Description
Code Sample, a copy-pastable example if possible
df = pd.DataFrame({'a': [1], 'val': [1.35]})
# no groupby, result is 'object', correct behavior
print(df['val'].transform(lambda x: x.map('+{}'.format)).dtype)
# result can't be converted to float, result is 'object', correct behavior
print(df.groupby('a')['val'].transform(lambda x: x.map('(+{})'.format)).dtype)
# result is 'float64' and plus sign is lost, INCORRECT behavior (should be 'object')
print(df.groupby('a')['val'].transform(lambda x: x.map('+{}'.format)).dtype)
# convert column to object type before transform:
df['val']=df['val'].astype(object)
# same code as before, but now result is 'object' and plus sign is shown, correct behavior
print(df.groupby('a')['val'].transform(lambda x: x.map('+{}'.format)).dtype)
Problem description
It is sometimes useful to use DataFrame.groupby()[col].transform()
to create a string column based on a float64 column. In the case leading up to this issue report, I wanted to create a string column showing the actual value for the group min, and e.g., "+1.2" for the difference of the other rows from the min. However, Pandas unexpectedly converts this column back to float64 values, dropping the '+' sign for the non-min rows. This only happens with groupby
, not when the transformation is applied to the whole column. It also only happens if the original column is a float type and the column of strings can be successfully converted back to floats.
I don't think users expect string columns to be converted back to the type of the original column (float in this case), even if that is possible.
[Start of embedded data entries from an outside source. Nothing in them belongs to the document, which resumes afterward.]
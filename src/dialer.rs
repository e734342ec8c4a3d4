//! Upstream dialer whose sockets carry the bypass mark.
//!
//! On Linux the mark is set with `SO_MARK` right after the socket is created,
//! before connect, so every packet it sends matches the installer's `RETURN`
//! rules. Other platforms have no equivalent and get [`NoMark`]: upstream
//! queries from there are redirected like any other DNS traffic and will loop
//! back into the proxy. That mode exists for development and is logged loudly.

use std::fmt;
use std::io;
use std::net::{Ipv4Addr, Ipv6Addr, SocketAddr};
use std::sync::Arc;
use std::time::Duration;

use socket2::{Domain, SockRef, Socket, Type};
use tokio::net::{TcpSocket, TcpStream, UdpSocket};
use tracing::warn;

/// Default bound on establishing an upstream connection.
pub const DEFAULT_DIAL_TIMEOUT: Duration = Duration::from_secs(5);

/// Applies the bypass mark to a freshly created socket.
pub trait SocketMarker: fmt::Debug + Send + Sync {
    fn mark(&self, socket: SockRef<'_>) -> io::Result<()>;

    /// Whether sockets leaving this marker are exempt from the redirect.
    fn is_marking(&self) -> bool;
}

/// `SO_MARK` based marker. Needs `CAP_NET_ADMIN`.
#[cfg(target_os = "linux")]
#[derive(Debug, Clone, Copy)]
pub struct SoMark {
    mark: u32,
}

#[cfg(target_os = "linux")]
impl SoMark {
    pub fn new() -> Self {
        Self {
            mark: crate::mark::BYPASS_MARK,
        }
    }
}

#[cfg(target_os = "linux")]
impl Default for SoMark {
    fn default() -> Self {
        Self::new()
    }
}

#[cfg(target_os = "linux")]
impl SocketMarker for SoMark {
    fn mark(&self, socket: SockRef<'_>) -> io::Result<()> {
        socket.set_mark(self.mark)
    }

    fn is_marking(&self) -> bool {
        true
    }
}

/// Leaves sockets unmarked. Upstream traffic is NOT exempt from the redirect.
#[derive(Debug, Default, Clone, Copy)]
pub struct NoMark;

impl SocketMarker for NoMark {
    fn mark(&self, _socket: SockRef<'_>) -> io::Result<()> {
        Ok(())
    }

    fn is_marking(&self) -> bool {
        false
    }
}

/// Opens upstream UDP/TCP sockets through a [`SocketMarker`].
#[derive(Debug, Clone)]
pub struct MarkedDialer {
    marker: Arc<dyn SocketMarker>,
    timeout: Duration,
}

impl MarkedDialer {
    pub fn new(marker: Arc<dyn SocketMarker>, timeout: Duration) -> Self {
        if !marker.is_marking() {
            warn!(
                "upstream sockets are not marked; redirected DNS will loop back into the proxy"
            );
        }

        Self { marker, timeout }
    }

    /// `SO_MARK` on Linux, [`NoMark`] everywhere else.
    pub fn platform_default(timeout: Duration) -> Self {
        #[cfg(target_os = "linux")]
        let marker: Arc<dyn SocketMarker> = Arc::new(SoMark::new());
        #[cfg(not(target_os = "linux"))]
        let marker: Arc<dyn SocketMarker> = Arc::new(NoMark);

        Self::new(marker, timeout)
    }

    /// A dialer that never marks, regardless of platform.
    pub fn unmarked(timeout: Duration) -> Self {
        Self::new(Arc::new(NoMark), timeout)
    }

    pub fn timeout(&self) -> Duration {
        self.timeout
    }

    pub fn is_marking(&self) -> bool {
        self.marker.is_marking()
    }

    /// Mark a throwaway socket, surfacing a missing capability up front.
    pub fn probe(&self) -> io::Result<()> {
        let socket = Socket::new(Domain::IPV4, Type::DGRAM, None)?;
        self.marker.mark(SockRef::from(&socket))
    }

    /// Connect a marked TCP stream to `addr` within the dial timeout.
    pub async fn connect_tcp(&self, addr: SocketAddr) -> io::Result<TcpStream> {
        let socket = if addr.is_ipv4() {
            TcpSocket::new_v4()?
        } else {
            TcpSocket::new_v6()?
        };
        self.marker.mark(SockRef::from(&socket))?;

        match tokio::time::timeout(self.timeout, socket.connect(addr)).await {
            Ok(result) => result,
            Err(_) => Err(io::Error::new(
                io::ErrorKind::TimedOut,
                format!("connect to {} timed out after {:?}", addr, self.timeout),
            )),
        }
    }

    /// Bind a marked UDP socket and connect it to `addr`.
    ///
    /// A connected socket only accepts datagrams from `addr`.
    pub async fn connect_udp(&self, addr: SocketAddr) -> io::Result<UdpSocket> {
        let local: SocketAddr = if addr.is_ipv4() {
            (Ipv4Addr::UNSPECIFIED, 0).into()
        } else {
            (Ipv6Addr::UNSPECIFIED, 0).into()
        };

        let socket = UdpSocket::bind(local).await?;
        self.marker.mark(SockRef::from(&socket))?;
        socket.connect(addr).await?;

        Ok(socket)
    }
}

#[cfg(test)]
mod tests {
    use super::*;
    use std::time::Instant;
    use tokio::net::TcpListener;

    #[test]
    fn unmarked_dialer_reports_no_marking() {
        let dialer = MarkedDialer::unmarked(DEFAULT_DIAL_TIMEOUT);

        assert!(!dialer.is_marking());
        assert!(dialer.probe().is_ok());
        assert_eq!(dialer.timeout(), Duration::from_secs(5));
    }

    #[cfg(target_os = "linux")]
    #[test]
    fn platform_default_marks_on_linux() {
        assert!(MarkedDialer::platform_default(DEFAULT_DIAL_TIMEOUT).is_marking());
    }

    #[cfg(target_os = "linux")]
    #[tokio::test]
    async fn tcp_socket_carries_bypass_mark() {
        let dialer = MarkedDialer::platform_default(DEFAULT_DIAL_TIMEOUT);
        if let Err(e) = dialer.probe() {
            assert_eq!(e.kind(), io::ErrorKind::PermissionDenied, "{e}");
            eprintln!("skipping: SO_MARK requires CAP_NET_ADMIN");
            return;
        }

        let listener = TcpListener::bind("127.0.0.1:0").await.unwrap();
        let addr = listener.local_addr().unwrap();

        let (stream, accepted) = tokio::join!(dialer.connect_tcp(addr), listener.accept());
        let stream = stream.unwrap();
        accepted.unwrap();

        assert_eq!(
            SockRef::from(&stream).mark().unwrap(),
            crate::mark::BYPASS_MARK
        );
    }

    #[cfg(target_os = "linux")]
    #[tokio::test]
    async fn udp_socket_carries_bypass_mark() {
        let dialer = MarkedDialer::platform_default(DEFAULT_DIAL_TIMEOUT);
        if dialer.probe().is_err() {
            eprintln!("skipping: SO_MARK requires CAP_NET_ADMIN");
            return;
        }

        let socket = dialer.connect_udp("127.0.0.1:53".parse().unwrap()).await.unwrap();

        assert_eq!(SockRef::from(&socket).mark().unwrap(), 0x1);
    }

    #[tokio::test]
    async fn connect_udp_is_connected_to_upstream() {
        let upstream = UdpSocket::bind("127.0.0.1:0").await.unwrap();
        let addr = upstream.local_addr().unwrap();
        let dialer = MarkedDialer::unmarked(DEFAULT_DIAL_TIMEOUT);

        let socket = dialer.connect_udp(addr).await.unwrap();
        socket.send(b"ping").await.unwrap();

        let mut buf = [0u8; 16];
        let (n, from) = upstream.recv_from(&mut buf).await.unwrap();
        assert_eq!(&buf[..n], b"ping");
        assert_eq!(socket.peer_addr().unwrap(), addr);
        assert_eq!(from.port(), socket.local_addr().unwrap().port());
    }

    #[tokio::test]
    async fn connect_tcp_fails_within_timeout() {
        let timeout = Duration::from_millis(200);
        let dialer = MarkedDialer::unmarked(timeout);

        // Unroutable test-net address: either times out or fails fast.
        let start = Instant::now();
        let result = dialer.connect_tcp("192.0.2.1:53".parse().unwrap()).await;

        assert!(result.is_err());
        assert!(start.elapsed() < timeout + Duration::from_secs(1));
    }

    #[tokio::test]
    async fn connect_tcp_refused_is_error() {
        let listener = TcpListener::bind("127.0.0.1:0").await.unwrap();
        let addr = listener.local_addr().unwrap();
        drop(listener);

        let dialer = MarkedDialer::unmarked(DEFAULT_DIAL_TIMEOUT);

        assert!(dialer.connect_tcp(addr).await.is_err());
    }
}
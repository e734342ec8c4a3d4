//! Header-level DNS helpers.
//!
//! The proxy relays messages untouched; it only looks inside them to read the
//! transaction ID, label log lines with the queried name, and build SERVFAIL
//! replies when an upstream cannot be reached.

pub const HEADER_LEN: usize = 12;

const FLAG_QR: u16 = 0x8000;
const OPCODE_MASK: u16 = 0x7800;
const FLAG_RD: u16 = 0x0100;
const FLAG_RA: u16 = 0x0080;
const RCODE_MASK: u16 = 0x000F;

/// RCODE 2.
pub const RCODE_SERVFAIL: u8 = 2;

/// Transaction ID of a message, `None` if shorter than a header.
pub fn message_id(msg: &[u8]) -> Option<u16> {
    if msg.len() < HEADER_LEN {
        return None;
    }
    Some(u16::from_be_bytes([msg[0], msg[1]]))
}

/// Response code of a message, `None` if shorter than a header.
pub fn response_code(msg: &[u8]) -> Option<u8> {
    if msg.len() < HEADER_LEN {
        return None;
    }
    Some((u16::from_be_bytes([msg[2], msg[3]]) & RCODE_MASK) as u8)
}

/// The first question of a query, for logging.
#[derive(Debug, Clone)]
pub struct DnsQuery {
    pub id: u16,
    pub domain: String,
    pub qtype: u16,
    pub qclass: u16,
}

impl DnsQuery {
    /// Parse the header and first question from raw bytes.
    pub fn parse(data: &[u8]) -> Option<Self> {
        if data.len() < HEADER_LEN + 1 {
            return None;
        }

        let id = u16::from_be_bytes([data[0], data[1]]);

        let mut pos = HEADER_LEN;
        let mut labels = Vec::new();

        loop {
            let label_len = *data.get(pos)? as usize;
            pos += 1;
            if label_len == 0 {
                break;
            }
            // Questions never start with a compression pointer.
            if label_len & 0xC0 != 0 || pos + label_len > data.len() {
                return None;
            }
            labels.push(String::from_utf8_lossy(&data[pos..pos + label_len]).into_owned());
            pos += label_len;
        }

        if pos + 4 > data.len() {
            return None;
        }
        let qtype = u16::from_be_bytes([data[pos], data[pos + 1]]);
        let qclass = u16::from_be_bytes([data[pos + 2], data[pos + 3]]);

        let domain = if labels.is_empty() {
            ".".to_string()
        } else {
            labels.join(".").to_lowercase()
        };

        Some(Self {
            id,
            domain,
            qtype,
            qclass,
        })
    }
}

/// Domain of the first question, or `<unknown>`.
pub fn query_label(msg: &[u8]) -> String {
    DnsQuery::parse(msg)
        .map(|q| q.domain)
        .unwrap_or_else(|| "<unknown>".to_string())
}

/// Build a SERVFAIL reply to `query`.
///
/// Copies the ID, opcode and RD bit, sets QR and RA, and echoes the question
/// section when it parses cleanly. Returns `None` if `query` has no header.
pub fn servfail_response(query: &[u8]) -> Option<Vec<u8>> {
    let id = message_id(query)?;
    let flags = u16::from_be_bytes([query[2], query[3]]);
    let qdcount = u16::from_be_bytes([query[4], query[5]]);

    let question_end = skip_questions(query, qdcount);
    let (qdcount, question) = match question_end {
        Some(end) => (qdcount, &query[HEADER_LEN..end]),
        None => (0, &[][..]),
    };

    let flags = FLAG_QR | (flags & (OPCODE_MASK | FLAG_RD)) | FLAG_RA | RCODE_SERVFAIL as u16;

    let mut response = Vec::with_capacity(HEADER_LEN + question.len());
    response.extend_from_slice(&id.to_be_bytes());
    response.extend_from_slice(&flags.to_be_bytes());
    response.extend_from_slice(&qdcount.to_be_bytes());
    response.extend_from_slice(&[0x00, 0x00]); // ANCOUNT
    response.extend_from_slice(&[0x00, 0x00]); // NSCOUNT
    response.extend_from_slice(&[0x00, 0x00]); // ARCOUNT
    response.extend_from_slice(question);

    Some(response)
}

/// Offset just past `count` questions, `None` if they overrun the message.
fn skip_questions(data: &[u8], count: u16) -> Option<usize> {
    let mut pos = HEADER_LEN;
    for _ in 0..count {
        pos = skip_name(data, pos)?;
        pos += 4; // QTYPE + QCLASS
        if pos > data.len() {
            return None;
        }
    }
    Some(pos)
}

fn skip_name(data: &[u8], mut pos: usize) -> Option<usize> {
    loop {
        let b = *data.get(pos)?;
        match b {
            0 => return Some(pos + 1),
            b if b & 0xC0 == 0xC0 => {
                data.get(pos + 1)?;
                return Some(pos + 2);
            }
            b if b & 0xC0 != 0 => return None,
            len => pos += 1 + len as usize,
        }
    }
}

#[cfg(test)]
mod tests {
    use super::*;

    fn build_query(id: u16, domain: &str) -> Vec<u8> {
        let mut packet = Vec::with_capacity(512);
        packet.extend_from_slice(&id.to_be_bytes());
        packet.extend_from_slice(&[0x01, 0x00]); // Flags: standard query, RD
        packet.extend_from_slice(&[0x00, 0x01]); // Questions: 1
        packet.extend_from_slice(&[0x00, 0x00]);
        packet.extend_from_slice(&[0x00, 0x00]);
        packet.extend_from_slice(&[0x00, 0x00]);
        for label in domain.split('.') {
            packet.push(label.len() as u8);
            packet.extend_from_slice(label.as_bytes());
        }
        packet.push(0x00);
        packet.extend_from_slice(&[0x00, 0x1c]); // Type: AAAA
        packet.extend_from_slice(&[0x00, 0x01]); // Class: IN
        packet
    }

    #[test]
    fn parse_reads_first_question() {
        let query = DnsQuery::parse(&build_query(0xbeef, "Example.COM")).unwrap();

        assert_eq!(query.id, 0xbeef);
        assert_eq!(query.domain, "example.com");
        assert_eq!(query.qtype, 28);
        assert_eq!(query.qclass, 1);
    }

    #[test]
    fn parse_rejects_truncated_question() {
        let mut query = build_query(1, "example.com");
        query.truncate(query.len() - 3);

        assert!(DnsQuery::parse(&query).is_none());
        assert_eq!(query_label(&query), "<unknown>");
    }

    #[test]
    fn message_id_needs_full_header() {
        assert_eq!(message_id(&[0x12, 0x34, 0, 0]), None);
        assert_eq!(message_id(&build_query(0x1234, "a.b")), Some(0x1234));
    }

    #[test]
    fn servfail_echoes_id_and_question() {
        let query = build_query(0x4242, "example.com");

        let response = servfail_response(&query).unwrap();

        assert_eq!(message_id(&response), Some(0x4242));
        assert_eq!(response_code(&response), Some(RCODE_SERVFAIL));
        // QR and RD, RA set.
        assert_eq!(response[2], 0x81);
        assert_eq!(response[3], 0x82);
        assert_eq!(&response[4..6], &[0x00, 0x01]);
        assert_eq!(&response[6..12], &[0; 6]);
        assert_eq!(&response[HEADER_LEN..], &query[HEADER_LEN..]);
    }

    #[test]
    fn servfail_drops_trailing_sections() {
        let mut query = build_query(7, "example.com");
        query[11] = 1; // ARCOUNT: EDNS OPT record
        let question_len = query.len();
        query.extend_from_slice(&[0x00, 0x00, 0x29, 0x10, 0x00, 0, 0, 0, 0, 0, 0]);

        let response = servfail_response(&query).unwrap();

        assert_eq!(response.len(), question_len);
        assert_eq!(response[11], 0);
    }

    #[test]
    fn servfail_without_parsable_question() {
        let mut query = build_query(9, "example.com");
        query.truncate(HEADER_LEN + 4);

        let response = servfail_response(&query).unwrap();

        assert_eq!(response.len(), HEADER_LEN);
        assert_eq!(&response[4..6], &[0x00, 0x00]);
        assert_eq!(message_id(&response), Some(9));
    }

    #[test]
    fn servfail_needs_header() {
        assert!(servfail_response(&[0u8; 5]).is_none());
    }
}
//! Error types for the installer, the forward path and configuration.

use std::io;
use std::net::SocketAddr;
use std::path::PathBuf;
use std::time::Duration;

use thiserror::Error;

/// Failure while installing the DNS redirect rules.
///
/// Any of these aborts the installation; rules appended before the failing
/// step are left in place.
#[derive(Debug, Error)]
pub enum InstallError {
    /// Port 0 cannot be a redirect target.
    #[error("invalid redirect port {0}: must be in 1-65535")]
    InvalidPort(u16),

    /// The firewall binary could not be started at all.
    #[error("failed to run `{command}`: {source}")]
    Spawn {
        command: String,
        #[source]
        source: io::Error,
    },

    /// The firewall command ran and exited unsuccessfully.
    #[error("iptables command failed: `{command}` exited with {status} (output: {output})")]
    CommandFailed {
        command: String,
        status: String,
        output: String,
    },
}

/// Errors reading a length-prefixed DNS message from a stream.
#[derive(Debug, Error)]
pub enum FrameError {
    /// The stream ended inside a frame.
    #[error("connection closed mid-message: expected {expected} bytes, got {got}")]
    Truncated { expected: usize, got: usize },

    /// The message does not fit in a 16-bit length prefix.
    #[error("message of {0} bytes exceeds the 65535 byte TCP frame limit")]
    TooLarge(usize),

    #[error(transparent)]
    Io(#[from] io::Error),
}

/// Failure forwarding one query upstream. Always scoped to that query.
#[derive(Debug, Error)]
pub enum ForwardError {
    #[error("no upstream resolvers configured")]
    NoUpstreams,

    #[error("failed to connect to upstream {upstream}: {source}")]
    Dial {
        upstream: SocketAddr,
        #[source]
        source: io::Error,
    },

    #[error("upstream {upstream} did not answer within {after:?}")]
    Timeout { upstream: SocketAddr, after: Duration },

    #[error("i/o error talking to upstream {upstream}: {source}")]
    Io {
        upstream: SocketAddr,
        #[source]
        source: io::Error,
    },

    #[error("upstream {upstream} sent a malformed frame: {source}")]
    Frame {
        upstream: SocketAddr,
        #[source]
        source: FrameError,
    },

    #[error("upstream {upstream} closed the connection")]
    Closed { upstream: SocketAddr },

    /// Every upstream was tried; `last` is the error from the final attempt.
    #[error("all {attempts} upstreams failed, last error: {last}")]
    Exhausted {
        attempts: usize,
        #[source]
        last: Box<ForwardError>,
    },
}

impl ForwardError {
    /// The upstream this error is about, if any.
    pub fn upstream(&self) -> Option<SocketAddr> {
        match self {
            ForwardError::Dial { upstream, .. }
            | ForwardError::Timeout { upstream, .. }
            | ForwardError::Io { upstream, .. }
            | ForwardError::Frame { upstream, .. }
            | ForwardError::Closed { upstream } => Some(*upstream),
            ForwardError::Exhausted { last, .. } => last.upstream(),
            ForwardError::NoUpstreams => None,
        }
    }
}

/// Invalid proxy configuration.
#[derive(Debug, Error)]
pub enum ConfigError {
    #[error("invalid upstream address `{0}`")]
    InvalidUpstream(String),

    #[error("failed to read {path}: {source}")]
    ResolvConf {
        path: PathBuf,
        #[source]
        source: io::Error,
    },
}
Pandas also doesn't seem to promise this behavior, since it only occurs with groupby
and not when applying transform
to the whole column.
It is possible to work around this by converting the original column to object type before applying the groupby and transform, but I don't think that should be necessary.
I would recommend dropping this conversion, and create a new series with the same type returned by the transform
function.
Expected Output
object
object
object
object
Output of pd.show_versions()
INSTALLED VERSIONS
commit: None
python: 2.7.11.final.0
python-bits: 64
OS: Darwin
OS-release: 17.7.0
machine: x86_64
processor: i386
byteorder: little
LC_ALL: None
LANG: None
LOCALE: None.None
pandas: 0.20.3
pytest: 2.8.5
pip: 9.0.1
setuptools: 35.0.2
Cython: 0.23.4
numpy: 1.10.4
scipy: 0.17.0
xarray: None
IPython: 5.7.0
sphinx: 1.6.1
patsy: 0.4.1
dateutil: 2.4.2
pytz: 2017.2
blosc: None
bottleneck: 1.0.0
tables: 3.2.2
numexpr: 2.4.6
feather: None
matplotlib: 2.2.2
openpyxl: 2.3.2
xlrd: 0.9.4
xlwt: 1.0.0
xlsxwriter: 0.8.4
lxml: 3.5.0
bs4: 4.6.0
html5lib: None
sqlalchemy: 1.0.11
pymysql: None
psycopg2: 2.6.1 (dt dec pq3 ext lo64)
jinja2: 2.9.6
s3fs: None
pandas_gbq: None
pandas_datareader: None